Una Cuaresma tranquila y perseverante es mucho más fructífera que un plan intenso que se abandona en la segunda semana.
Con el surgimiento en los últimos años de los grandes retos de mortificación y ascesis, hay quien pudiera desanimarse ante la complejidad de algunas propuestas de mortificación o renuncia de cara al tiempo de Cuaresma.
Buscando ofrecer un enfoque más sosegado y realista para maximizar los frutos y cumplir propósitos, el blog de Scepter ha recapitulado cinco prácticas y consideraciones asumibles para todos los fieles basándose en la obra de Jacques Philippe. Y lo hace basándose en una premisa, la de que la Cuaresma no consiste en convertir a los fieles en alguien distinto a quienes son, sino en acercarse más a Dios a través de la renuncia, la oración, el sacrificio y los sacramentos.
1º Partir de un punto de partida sincero y realista
Antes de decidir qué harás durante la Cuaresma, tómate unos minutos para analizar tu estado actual. ¿Cómo están tus fuerzas y energías? ¿Tu vida de oración? ¿Tus relaciones? ¿Tu sensación de paz… o falta de ella?
No se trata de autocrítica.
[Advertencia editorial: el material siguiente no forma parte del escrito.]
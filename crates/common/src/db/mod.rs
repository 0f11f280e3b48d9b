//! Database layer for BrandLens
//!
//! Provides:
//! - SeaORM entity models for brands, queries and analysis results
//! - Repository pattern for data access
//! - Primary/replica connection management

pub mod models;
mod repository;

pub use repository::{Repository, ResultFilter};

use crate::config::DatabaseConfig;
use crate::errors::{AppError, Result};
use sea_orm::{ConnectOptions, ConnectionTrait, Database, DatabaseConnection};
use std::time::Duration;
use tracing::info;

/// Database connection pool wrapper
#[derive(Clone)]
pub struct DbPool {
    /// Primary connection (for writes)
    pub primary: DatabaseConnection,

    /// Read replica connection (optional)
    pub replica: Option<DatabaseConnection>,
}

async fn connect(url: &str, config: &DatabaseConfig, role: &str) -> Result<DatabaseConnection> {
    info!(role, "Connecting to database...");

    let mut opts = ConnectOptions::new(url);
    opts.max_connections(config.max_connections)
        .min_connections(config.min_connections)
        .connect_timeout(Duration::from_secs(config.connect_timeout_secs))
        .idle_timeout(Duration::from_secs(config.idle_timeout_secs))
        .sqlx_logging(false);

    Database::connect(opts)
        .await
        .map_err(|e| AppError::DatabaseConnection {
            message: format!("Failed to connect to {}: {}", role, e),
        })
}

async fn ping_conn(conn: &DatabaseConnection, role: &str) -> Result<()> {
    conn.execute_unprepared("SELECT 1")
        .await
        .map(|_| ())
        .map_err(|e| AppError::DatabaseConnection {
            message: format!("{} ping failed: {}", role, e),
        })
}

impl DbPool {
    /// Create a new database pool from configuration
    pub async fn new(config: &DatabaseConfig) -> Result<Self> {
        let primary = connect(&config.url, config, "primary").await?;

        let replica = match config.read_url.as_deref() {
            Some(read_url) if read_url != config.url => {
                Some(connect(read_url, config, "replica").await?)
            }
            _ => None,
        };

        info!(replica = replica.is_some(), "Database connections established");

        Ok(Self { primary, replica })
    }

    /// Get the connection for reads (replica if available, otherwise primary)
    pub fn read(&self) -> &DatabaseConnection {
        self.replica.as_ref().unwrap_or(&self.primary)
    }

    /// Get the connection for writes (always primary)
    pub fn write(&self) -> &DatabaseConnection {
        &self.primary
    }

    /// Ping the database to check connectivity
    pub async fn ping(&self) -> Result<()> {
        ping_conn(&self.primary, "Primary").await?;
        if let Some(ref replica) = self.replica {
            ping_conn(replica, "Replica").await?;
        }
        Ok(())
    }
}
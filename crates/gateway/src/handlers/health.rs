//! Health check handlers

use crate::AppState;
use axum::{extract::State, http::StatusCode, Json};
use serde::Serialize;
use std::time::Instant;

#[derive(Serialize)]
pub struct HealthResponse {
    pub status: &'static str,
    pub version: &'static str,
    /// "live" or "synthetic"
    pub answers: &'static str,
}

#[derive(Serialize)]
pub struct ReadyResponse {
    pub status: &'static str,
    pub database: CheckResult,
}

#[derive(Serialize)]
pub struct CheckResult {
    pub status: &'static str,
    #[serde(skip_serializing_if = "Option::is_none")]
    pub latency_ms: Option<u64>,
    #[serde(skip_serializing_if = "Option::is_none")]
    pub error: Option<String>,
}

/// Liveness probe
pub async fn health(State(state): State<AppState>) -> Json<HealthResponse> {
    Json(HealthResponse {
        status: "healthy",
        version: brandlens_common::VERSION,
        answers: if state.config.llm.is_enabled() {
            "live"
        } else {
            "synthetic"
        },
    })
}

/// Readiness probe; 503 while the database is unreachable
pub async fn ready(State(state): State<AppState>) -> (StatusCode, Json<ReadyResponse>) {
    let start = Instant::now();

    let database = match state.db.ping().await {
        Ok(()) => CheckResult {
            status: "up",
            latency_ms: Some(start.elapsed().as_millis() as u64),
            error: None,
        },
        Err(e) => CheckResult {
            status: "down",
            latency_ms: None,
            error: Some(e.to_string()),
        },
    };

    if database.status == "up" {
        (StatusCode::OK, Json(ReadyResponse { status: "ready", database }))
    } else {
        (
            StatusCode::SERVICE_UNAVAILABLE,
            Json(ReadyResponse { status: "not_ready", database }),
        )
    }
}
Se trata de honestidad. La Cuaresma no pretende convertirnos en otra persona; pretende mostrarnos donde estamos y acercarnos a Dios.
El crecimiento en la vida espiritual no proviene de grandes gestos, sino de aceptar nuestra pobreza y permitir que Dios obre en ella. La Cuaresma no comienza con intensidad, sino con verdad.
2º Elegir una práctica asumible en la que perseverar
En lugar de reestructurar por completo tu rutina espiritual, considera elegir una práctica en la que puedas perseverar de forma realista.
Esta podría variar según la etapa o momento vital:
- Un joven profesional podría comprometerse a orar en silencio durante cinco minutos antes de revisar su correo electrónico.
- Un estudiante universitario podría leer el Evangelio del día unas cuantas veces a la semana.
- Un padre podría ofrecer el caos diario como una simple oración o escuchar una breve reflexión espiritual mientras conduce.
El objetivo no es impresionar a Dios, sino presentarse como uno es.
3º La Cuaresma no solo es renunciar: también es acoger
Los sacrificios cuaresmales son valiosos, pero su propósito es crear espacio para Dios, no solo poner a prueba nuestra fuerza de voluntad. Antes de decidir a qué renunciar, puede ser útil preguntarse: ¿A qué quiero darle espacio?
¿Menos ruido? ¿Más paciencia? ¿Una mayor conciencia de la presencia de Dios durante el día?
A veces, “darse por vencido” significa aflojar el control sobre la distracción constante o las expectativas poco realistas de uno mismo. En Tiempo para Dios, Jacques Philippe anima con dulzura a los lectores a proteger incluso los pequeños momentos de silencio, porque es ahí donde a menudo Dios realiza su obra más silenciosa e importante.
4º Elige un compañero para el viaje
La Cuaresma puede resultar larga si intentamos recorrerla solos. Elegir un libro espiritual como acompañamiento puede ayudar a anclarla en la temporada y ofrecer perspectiva cuando la motivación decae.
“Busca la paz y consérvala” aborda directamente la inquietud interior que muchos llevamos en la Cuaresma. Para quienes anhelan crecer en la confianza en la misericordia de Dios, en lugar del miedo al fracaso, “El Camino de la Confianza y el Amor” sigue siendo una guía firme.
Incluso leer unas cuantas páginas a la semana puede ser suficiente. La Cuaresma es una carrera de fondo, no un sprint.
5º Confía en que Dios ya está trabajando
Quizás la parte más importante —y menos intensa— de la preparación para la Cuaresma sea recordar que Dios ya está obrando antes de que comencemos. La Cuaresma no se trata de ganar la gracia, sino de responder a ella.
Dondequiera que te encuentres este año —entusiasmado, cansado, distraído, esperanzado—, Dios puede encontrarte allí. Una Cuaresma tranquila y perseverante, [aunque no sea perfecta en cuanto a propósitos], es mucho más fructífera que un plan intenso abandonado en la segunda semana.
Al acercarse la temporada, considera empezar poco a poco, con paciencia y confiando en que Dios hará el resto. Eso, en sí mismo, es una muy buena manera de comenzar.